Arturo Villasanti

Personal information
- Full name: Arturo Rafael Villasanti Mora
- Date of birth: 13 May 1985 (age 39)
- Place of birth: Fernando de la Mora, Paraguay
- Height: 1.86 m (6 ft 1 in)
- Position(s): Centre-back

Senior career*
- Years: Team / Apps / (Gls)
- 2006–2007: Fernando de la Mora
- 2008: Silvio Pettirossi / 10 / (0)
- 2008: Boca Unidos / 0 / (0)
- 2009: Deportes Iquique / 7 / (0)
- 2009–2010: Boca Unidos / 5 / (0)
- 2010–2011: Central Norte / 25 / (0)
- 2011–2012: Defensores de Belgrano / 19 / (3)
- 2012–2013: Sportivo Belgrano / 13 / (0)
- 2013–2014: Unión de Mar del Plata / 21 / (0)
- 2014–2015: Sportivo Patria / 35 / (0)
- 2016: Sarmiento de Resistencia / 0 / (0)
- 2016–2017: Sol de América de Formosa / 1 / (0)
- Total:  / 136 / (3)

Managerial career
- 2017–2022: Tembetary (youth)
- 2023–2025: Tembetary

= Arturo Villasanti =

Paraguayan football manager (born 1985)

Arturo Rafael Villasanti Mora (born 13 May 1985) is a Paraguayan football manager and former player who played as a centre-back.

==Playing career==
Born in Fernando de la Mora, Villasanti played for hometown side Fernando de la Mora and Silvio Pettirossi before moving abroad with Boca Unidos in 2008. In 2009, after a short spell at Deportes Iquique, he returned to the club, and featured rarely in the Primera B Nacional.

In 2011, after a one-year spell at Central Norte, Villasanti signed for Defensores de Belgrano in the Primera B Metropolitana. He joined Sportivo Belgrano in 2012, and moved to Unión de Mar del Plata on 2 August 2013 after achieving promotion.

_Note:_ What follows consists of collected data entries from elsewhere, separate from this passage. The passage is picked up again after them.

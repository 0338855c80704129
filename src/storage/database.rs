use crate::extras::{ExtraType, ExtrasStore, ItemId};
use crate::utils::paths::{ensure_gearopt_dir_exists, get_database_path};
use anyhow::{Context, Result};
use rusqlite::{params, Connection};
use std::path::Path;
use tracing::debug;

/// Extras selections persisted in SQLite, one row per selected position.
pub struct SqliteStore {
    conn: Connection,
}

impl SqliteStore {
    /// Open the default database under the gearopt directory.
    pub fn open_default() -> Result<Self> {
        ensure_gearopt_dir_exists()?;
        Self::open(&get_database_path()?)
    }

    pub fn open(path: &Path) -> Result<Self> {
        let conn = Connection::open(path)
            .with_context(|| format!("Failed to open database at {path:?}"))?;
        Self::with_connection(conn)
    }

    pub fn in_memory() -> Result<Self> {
        Self::with_connection(Connection::open_in_memory()?)
    }

    fn with_connection(conn: Connection) -> Result<Self> {
        init_schema(&conn)?;
        Ok(Self { conn })
    }
}

fn init_schema(conn: &Connection) -> Result<()> {
    conn.execute(
        "CREATE TABLE IF NOT EXISTS extra_selections (
            extra_type TEXT NOT NULL,
            position INTEGER NOT NULL,
            item_id TEXT NOT NULL,
            PRIMARY KEY (extra_type, position)
        )",
        [],
    )?;
    Ok(())
}

impl ExtrasStore for SqliteStore {
    fn read(&self, ty: ExtraType) -> Result<Vec<ItemId>> {
        let mut stmt = self.conn.prepare(
            "SELECT item_id FROM extra_selections WHERE extra_type = ?1 ORDER BY position",
        )?;
        let ids = stmt
            .query_map(params![ty.as_str()], |row| row.get::<_, String>(0))?
            .map(|id| id.map(ItemId::new))
            .collect::<rusqlite::Result<Vec<_>>>()?;
        Ok(ids)
    }

    fn write(&mut self, ty: ExtraType, ids: &[ItemId]) -> Result<()> {
        let tx = self.conn.transaction()?;

        tx.execute(
            "DELETE FROM extra_selections WHERE extra_type = ?1",
            params![ty.as_str()],
        )?;
        {
            let mut stmt = tx.prepare(
                "INSERT INTO extra_selections (extra_type, position, item_id) VALUES (?1, ?2, ?3)",
            )?;
            for (position, id) in ids.iter().enumerate() {
                stmt.execute(params![ty.as_str(), position as i64, id.as_str()])?;
            }
        }

        tx.commit()
            .with_context(|| format!("Failed to save {ty} selection"))?;
        debug!(extra_type = %ty, count = ids.len(), "Saved selection");
        Ok(())
    }
}

#[cfg(test)]
mod tests {
    use super::*;
    use crate::extras::SelectionBridge;
    use pretty_assertions::assert_eq;
    use tempfile::TempDir;

    fn ids(list: &[&str]) -> Vec<ItemId> {
        list.iter().map(|s| ItemId::new(*s)).collect()
    }

    #[test]
    fn test_empty_read() {
        let store = SqliteStore::in_memory().unwrap();
        assert!(store.read(ExtraType::Runes).unwrap().is_empty());
    }

    #[test]
    fn test_write_replaces_whole_set_in_order() {
        let mut store = SqliteStore::in_memory().unwrap();
        store.write(ExtraType::Runes, &ids(&["b", "a", "c"])).unwrap();
        store.write(ExtraType::Runes, &ids(&["c", "a"])).unwrap();

        assert_eq!(store.read(ExtraType::Runes).unwrap(), ids(&["c", "a"]));
    }

    #[test]
    fn test_types_do_not_mix() {
        let mut store = SqliteStore::in_memory().unwrap();
        store.write(ExtraType::Sigil1, &ids(&["force"])).unwrap();
        store.write(ExtraType::Sigil2, &ids(&["air"])).unwrap();
        store.write(ExtraType::Sigil1, &[]).unwrap();

        assert!(store.read(ExtraType::Sigil1).unwrap().is_empty());
        assert_eq!(store.read(ExtraType::Sigil2).unwrap(), ids(&["air"]));
    }

    #[test]
    fn test_duplicates_are_stored() {
        let mut store = SqliteStore::in_memory().unwrap();
        store.write(ExtraType::Relics, &ids(&["a", "a"])).unwrap();
        assert_eq!(store.read(ExtraType::Relics).unwrap(), ids(&["a", "a"]));
    }

    #[test]
    fn test_persists_across_connections() {
        let dir = TempDir::new().unwrap();
        let path = dir.path().join("selections.db");

        {
            let mut bridge = SelectionBridge::new(SqliteStore::open(&path).unwrap());
            bridge
                .toggle(ExtraType::Nourishment, &ItemId::new("food-rendang"), true)
                .unwrap();
        }

        let store = SqliteStore::open(&path).unwrap();
        assert_eq!(
            store.read(ExtraType::Nourishment).unwrap(),
            ids(&["food-rendang"])
        );
    }
}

On 29 December 2015, after playing for Sportivo Patria, Villasanti agreed to a deal with Sarmiento de Resistencia, but left the club the following 25 January due to "personal reasons". He subsequently represented Sol de América de Formosa before retiring in 2017, aged 32.

==Managerial career==
After retiring, Villasanti returned to his home country and joined Tembetary, being a manager of the youth sides and coordinator of the football school. In March 2023, he was announced as first team manager for the year's Primera División B Metropolitana, and achieved promotion as champions.

Villasanti remained a manager of the Rojiverdes in the 2024 Paraguayan División Intermedia, achieving a second consecutive promotion after finishing second. On 10 April 2025, however, he resigned.